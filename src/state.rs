//! Local state store
//!
//! Holds the account entities in memory as replaceable snapshots. Every
//! mutation bumps a revision counter published on a watch channel; the
//! synchronizer observes the counter and reads the *current* state when its
//! debounce timer fires, never a copy captured earlier.

use std::sync::atomic::{AtomicBool, Ordering};
use std::sync::{PoisonError, RwLock, RwLockReadGuard, RwLockWriteGuard};

use chrono::{DateTime, Utc};
use tokio::sync::watch;
use tracing::debug;

use crate::models::{
    default_habit_tracks, AccountRecord, AchievementItem, Capability, ConversationHistories,
    HabitTrack, JournalEntry, Profile, Settings,
};

/// In-memory copy of everything persisted for the account.
#[derive(Debug, Clone, Default, PartialEq)]
pub struct AccountState {
    pub profile: Profile,
    pub journal: Vec<JournalEntry>,
    pub achievements: Vec<AchievementItem>,
    pub habits: Vec<HabitTrack>,
    pub conversations: ConversationHistories,
    pub capability: Option<Capability>,
}

impl AccountState {
    /// Journal entries not produced by compaction.
    pub fn unsummarized_count(&self) -> usize {
        self.journal.iter().filter(|e| !e.kind.is_summary()).count()
    }

    /// Starter state for an account with no remote record.
    pub fn fresh(account: &str) -> Self {
        Self {
            profile: Profile::named(account),
            habits: default_habit_tracks(),
            ..Default::default()
        }
    }

    /// Build state from a fetched record. A missing profile name falls back
    /// to the account id and an empty habit list to the starter tracks.
    pub fn from_record(account: &str, record: AccountRecord) -> Self {
        let mut profile = record.profile.unwrap_or_default();
        if profile.name.trim().is_empty() {
            profile.name = account.to_string();
        }
        let habits = if record.habit_tracks.is_empty() {
            default_habit_tracks()
        } else {
            record.habit_tracks
        };
        Self {
            profile,
            journal: record.journal_entries,
            achievements: record.achievement_items,
            habits,
            conversations: record.conversation_histories,
            capability: record.settings.capability,
        }
    }

    pub fn into_record(self, now: DateTime<Utc>) -> AccountRecord {
        AccountRecord {
            profile: Some(self.profile),
            journal_entries: self.journal,
            achievement_items: self.achievements,
            conversation_histories: self.conversations,
            habit_tracks: self.habits,
            settings: Settings {
                capability: self.capability,
            },
            last_updated: Some(now),
        }
    }
}

/// Entity kinds held by the store.
#[derive(Debug, Clone, Copy, PartialEq, Eq)]
pub enum EntityKind {
    Profile,
    Journal,
    Achievements,
    Habits,
    Conversations,
    Capability,
}

/// A whole-entity replacement value.
#[derive(Debug, Clone)]
pub enum Entity {
    Profile(Profile),
    Journal(Vec<JournalEntry>),
    Achievements(Vec<AchievementItem>),
    Habits(Vec<HabitTrack>),
    Conversations(ConversationHistories),
    Capability(Option<Capability>),
}

impl Entity {
    pub fn kind(&self) -> EntityKind {
        match self {
            Entity::Profile(_) => EntityKind::Profile,
            Entity::Journal(_) => EntityKind::Journal,
            Entity::Achievements(_) => EntityKind::Achievements,
            Entity::Habits(_) => EntityKind::Habits,
            Entity::Conversations(_) => EntityKind::Conversations,
            Entity::Capability(_) => EntityKind::Capability,
        }
    }
}

pub struct LocalStateStore {
    state: RwLock<AccountState>,
    loaded: AtomicBool,
    revision: watch::Sender<u64>,
}

impl LocalStateStore {
    pub fn new(initial: AccountState) -> Self {
        let (revision, _) = watch::channel(0);
        Self {
            state: RwLock::new(initial),
            loaded: AtomicBool::new(false),
            revision,
        }
    }

    /// True once the initial fetch has populated the store.
    pub fn is_loaded(&self) -> bool {
        self.loaded.load(Ordering::SeqCst)
    }

    /// Install loaded state and flip the loaded flag. Does not count as a
    /// mutation.
    pub(crate) fn hydrate(&self, state: AccountState) {
        *self.write_guard() = state;
        self.loaded.store(true, Ordering::SeqCst);
    }

    /// Drop all state and return to the unloaded condition.
    pub(crate) fn reset(&self, state: AccountState) {
        self.loaded.store(false, Ordering::SeqCst);
        *self.write_guard() = state;
    }

    /// Replace one entity wholesale.
    pub fn replace(&self, entity: Entity) {
        let kind = entity.kind();
        {
            let mut state = self.write_guard();
            match entity {
                Entity::Profile(v) => state.profile = v,
                Entity::Journal(v) => state.journal = v,
                Entity::Achievements(v) => state.achievements = v,
                Entity::Habits(v) => state.habits = v,
                Entity::Conversations(v) => state.conversations = v,
                Entity::Capability(v) => state.capability = v,
            }
        }
        debug!(?kind, "Entity replaced");
        self.bump();
    }

    /// Mutate in place. Always counts as a mutation.
    pub fn update<R>(&self, f: impl FnOnce(&mut AccountState) -> R) -> R {
        let result = f(&mut self.write_guard());
        self.bump();
        result
    }

    /// Mutate in place; counts as a mutation only when `f` returns `Some`.
    /// `f` must leave the state untouched when it returns `None`.
    pub fn try_update<R>(&self, f: impl FnOnce(&mut AccountState) -> Option<R>) -> Option<R> {
        let result = f(&mut self.write_guard());
        if result.is_some() {
            self.bump();
        }
        result
    }

    pub fn read<R>(&self, f: impl FnOnce(&AccountState) -> R) -> R {
        f(&self.read_guard())
    }

    /// Clone of the current state.
    pub fn snapshot(&self) -> AccountState {
        self.read_guard().clone()
    }

    pub fn capability(&self) -> Option<Capability> {
        self.read_guard().capability.clone()
    }

    /// Current mutation counter.
    pub fn revision(&self) -> u64 {
        *self.revision.borrow()
    }

    /// Watch the mutation counter.
    pub fn subscribe(&self) -> watch::Receiver<u64> {
        self.revision.subscribe()
    }

    /// Record a mutation without changing state, e.g. to persist seeded
    /// defaults.
    pub(crate) fn mark_dirty(&self) {
        self.bump();
    }

    fn bump(&self) {
        self.revision.send_modify(|rev| *rev += 1);
    }

    fn read_guard(&self) -> RwLockReadGuard<'_, AccountState> {
        self.state.read().unwrap_or_else(PoisonError::into_inner)
    }

    fn write_guard(&self) -> RwLockWriteGuard<'_, AccountState> {
        self.state.write().unwrap_or_else(PoisonError::into_inner)
    }
}

impl Default for LocalStateStore {
    fn default() -> Self {
        Self::new(AccountState::default())
    }
}
/// Create the remote record for a new account.
///
/// An existing account is reported as a validation message and not retried.
pub async fn register(remote: &dyn RemoteStore, account: &str) -> Result<(), SessionError> {
    let account = non_empty(account, "Account name")?;
    match remote.insert(&account, &AccountRecord::fresh(&account)).await {
        Ok(()) => {
            info!(%account, "Account registered");
            Ok(())
        }
        Err(StoreError::Duplicate(_)) => Err(SessionError::Validation(format!(
            "Account '{}' already exists",
            account
        ))),
        Err(e) => Err(e.into()),
    }
}

fn non_empty(value: &str, what: &str) -> Result<String, SessionError> {
    let value = value.trim();
    if value.is_empty() {
        Err(SessionError::Validation(format!("{} must not be empty", what)))
    } else {
        Ok(value.to_string())
    }
}

fn validate_task(label: &str, hours: f64) -> Result<String, SessionError> {
    if !hours.is_finite() || hours <= 0.0 {
        return Err(SessionError::Validation(
            "Hours must be greater than zero".to_string(),
        ));
    }
    non_empty(label, "Activity")
}
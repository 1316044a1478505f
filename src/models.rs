//! Account entities and the remote record shape
//!
//! Everything the journal persists for one account: profile, journal
//! entries, achievement items, habit tracks, conversation histories and the
//! collaborator capability.

use std::collections::BTreeMap;
use std::fmt;

use chrono::{DateTime, NaiveDate, Utc};
use serde::{Deserialize, Deserializer, Serialize};

use crate::calendar::CYCLE_LENGTH;

/// Account identity (the login name).
pub type AccountId = String;

/// User profile. One per account.
#[derive(Debug, Clone, Default, PartialEq, Eq, Serialize, Deserialize)]
#[serde(default)]
pub struct Profile {
    pub name: String,
    pub age: String,
    pub gender: String,
    /// Constitution classification tag, e.g. "Qi-Deficiency". Only changed by
    /// compaction or the diagnosis flow.
    pub constitution: String,
    /// Medical history
    pub history: String,
    pub allergies: String,
    /// Long-term goals
    pub goals: String,
}

impl Profile {
    pub fn named(name: impl Into<String>) -> Self {
        Self {
            name: name.into(),
            ..Default::default()
        }
    }
}

/// Kind tag of a journal entry.
#[derive(Debug, Clone, Copy, PartialEq, Eq, Hash, Serialize, Deserialize)]
#[serde(rename_all = "lowercase")]
pub enum EntryKind {
    General,
    Mood,
    Diet,
    Work,
    Meditation,
    Diagnosis,
    /// Produced by compaction; never summarised again
    Summary,
    #[serde(other)]
    Other,
}

impl EntryKind {
    pub fn is_summary(self) -> bool {
        matches!(self, EntryKind::Summary)
    }
}

/// A single journal entry.
#[derive(Debug, Clone, PartialEq, Serialize, Deserialize)]
pub struct JournalEntry {
    pub id: String,
    pub date: NaiveDate,
    pub content: String,
    #[serde(rename = "type")]
    pub kind: EntryKind,
    pub timestamp: DateTime<Utc>,
    #[serde(default, skip_serializing_if = "Option::is_none")]
    pub image: Option<String>,
    /// Health risk note attached by the classifier
    #[serde(default, skip_serializing_if = "Option::is_none")]
    pub risk_note: Option<String>,
}

impl JournalEntry {
    pub fn new(
        date: NaiveDate,
        content: impl Into<String>,
        kind: EntryKind,
        timestamp: DateTime<Utc>,
    ) -> Self {
        Self {
            id: new_id(),
            date,
            content: content.into(),
            kind,
            timestamp,
            image: None,
            risk_note: None,
        }
    }

    pub fn with_image(mut self, image: Option<String>) -> Self {
        self.image = image;
        self
    }
}

/// A completed task for a given day.
#[derive(Debug, Clone, PartialEq, Serialize, Deserialize)]
pub struct AchievementItem {
    pub id: String,
    pub date: NaiveDate,
    pub activity: String,
    /// Always > 0
    pub hours: f64,
    pub completed: bool,
}

/// A habit tracked across 10-day cycles.
#[derive(Debug, Clone, PartialEq, Eq, Serialize, Deserialize)]
pub struct HabitTrack {
    pub id: String,
    pub name: String,
    /// Cycle index -> per-day completion. Rows are created on first toggle.
    #[serde(default)]
    pub history: BTreeMap<u32, [bool; CYCLE_LENGTH as usize]>,
}

impl HabitTrack {
    pub fn new(id: impl Into<String>, name: impl Into<String>) -> Self {
        Self {
            id: id.into(),
            name: name.into(),
            history: BTreeMap::new(),
        }
    }

    /// Completed days in `cycle`.
    pub fn completed_in(&self, cycle: u32) -> usize {
        self.history
            .get(&cycle)
            .map(|days| days.iter().filter(|d| **d).count())
            .unwrap_or(0)
    }

    /// Flip one day, creating the cycle row if needed. Callers check
    /// writability first.
    pub(crate) fn flip(&mut self, cycle: u32, day_in_cycle: usize) {
        let row = self
            .history
            .entry(cycle)
            .or_insert([false; CYCLE_LENGTH as usize]);
        row[day_in_cycle] = !row[day_in_cycle];
    }
}

/// Starter habit tracks seeded for fresh accounts.
pub fn default_habit_tracks() -> Vec<HabitTrack> {
    vec![
        HabitTrack::new("1", "Early to bed (23:00)"),
        HabitTrack::new("2", "Read 30 min"),
        HabitTrack::new("3", "Baduanjin / exercise"),
    ]
}

/// Speaker of a conversation message.
#[derive(Debug, Clone, Copy, PartialEq, Eq, Serialize, Deserialize)]
#[serde(rename_all = "lowercase")]
pub enum Role {
    User,
    Assistant,
}

/// One message in a conversation.
#[derive(Debug, Clone, PartialEq, Eq, Serialize, Deserialize)]
pub struct ChatMessage {
    pub id: String,
    pub role: Role,
    pub content: String,
    pub timestamp: DateTime<Utc>,
    #[serde(default, skip_serializing_if = "Option::is_none")]
    pub image: Option<String>,
}

impl ChatMessage {
    pub fn new(role: Role, content: impl Into<String>, timestamp: DateTime<Utc>) -> Self {
        Self {
            id: new_id(),
            role,
            content: content.into(),
            timestamp,
            image: None,
        }
    }
}

/// Conversational surfaces with their own history.
#[derive(Debug, Clone, Copy, PartialEq, Eq, Hash, Serialize, Deserialize)]
#[serde(rename_all = "lowercase")]
pub enum Surface {
    Consultation,
    Diagnosis,
    Meditation,
}

impl fmt::Display for Surface {
    fn fmt(&self, f: &mut fmt::Formatter<'_>) -> fmt::Result {
        let name = match self {
            Surface::Consultation => "consultation",
            Surface::Diagnosis => "diagnosis",
            Surface::Meditation => "meditation",
        };
        f.write_str(name)
    }
}

/// Message histories, one per surface. Append-only except for resets.
#[derive(Debug, Clone, Default, PartialEq, Eq, Serialize, Deserialize)]
#[serde(default)]
pub struct ConversationHistories {
    pub consultation: Vec<ChatMessage>,
    pub diagnosis: Vec<ChatMessage>,
    pub meditation: Vec<ChatMessage>,
}

impl ConversationHistories {
    pub fn get(&self, surface: Surface) -> &[ChatMessage] {
        match surface {
            Surface::Consultation => &self.consultation,
            Surface::Diagnosis => &self.diagnosis,
            Surface::Meditation => &self.meditation,
        }
    }

    pub fn get_mut(&mut self, surface: Surface) -> &mut Vec<ChatMessage> {
        match surface {
            Surface::Consultation => &mut self.consultation,
            Surface::Diagnosis => &mut self.diagnosis,
            Surface::Meditation => &mut self.meditation,
        }
    }
}

/// Opaque secret gating every collaborator call.
#[derive(Clone, PartialEq, Eq, Serialize, Deserialize)]
#[serde(transparent)]
pub struct Capability(String);

impl Capability {
    /// Returns `None` for blank input.
    pub fn new(secret: impl Into<String>) -> Option<Self> {
        let secret = secret.into().trim().to_string();
        if secret.is_empty() {
            None
        } else {
            Some(Self(secret))
        }
    }

    pub fn expose(&self) -> &str {
        &self.0
    }
}

impl fmt::Debug for Capability {
    fn fmt(&self, f: &mut fmt::Formatter<'_>) -> fmt::Result {
        f.write_str("Capability(<redacted>)")
    }
}

/// Account settings stored next to the entities.
#[derive(Debug, Clone, Default, PartialEq, Eq, Serialize, Deserialize)]
#[serde(default)]
pub struct Settings {
    #[serde(skip_serializing_if = "Option::is_none")]
    pub capability: Option<Capability>,
}

/// Full remote record for one account. Pushed as a whole on every save.
///
/// Columns may be missing or `null` in stored rows; both read as empty.
#[derive(Debug, Clone, PartialEq, Serialize, Deserialize)]
pub struct AccountRecord {
    #[serde(default)]
    pub profile: Option<Profile>,
    #[serde(default, deserialize_with = "null_as_default")]
    pub journal_entries: Vec<JournalEntry>,
    #[serde(default, deserialize_with = "null_as_default")]
    pub achievement_items: Vec<AchievementItem>,
    #[serde(default, deserialize_with = "null_as_default")]
    pub conversation_histories: ConversationHistories,
    #[serde(default, deserialize_with = "null_as_default")]
    pub habit_tracks: Vec<HabitTrack>,
    #[serde(default, deserialize_with = "null_as_default")]
    pub settings: Settings,
    #[serde(default)]
    pub last_updated: Option<DateTime<Utc>>,
}

impl AccountRecord {
    /// Record written when an account is registered.
    pub fn fresh(account: &str) -> Self {
        Self {
            profile: Some(Profile::named(account)),
            journal_entries: Vec::new(),
            achievement_items: Vec::new(),
            conversation_histories: ConversationHistories::default(),
            habit_tracks: default_habit_tracks(),
            settings: Settings::default(),
            last_updated: None,
        }
    }
}

fn null_as_default<'de, D, T>(deserializer: D) -> Result<T, D::Error>
where
    D: Deserializer<'de>,
    T: Default + Deserialize<'de>,
{
    Ok(Option::<T>::deserialize(deserializer)?.unwrap_or_default())
}

pub(crate) fn new_id() -> String {
    uuid::Uuid::new_v4().to_string()
}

● YOUR GOAL
The lines above that include "named" should each be listed.

● OUTPUT BELOW
            profile: Profile::named(account),
    pub fn named(name: impl Into<String>) -> Self {
            profile: Some(Profile::named(account)),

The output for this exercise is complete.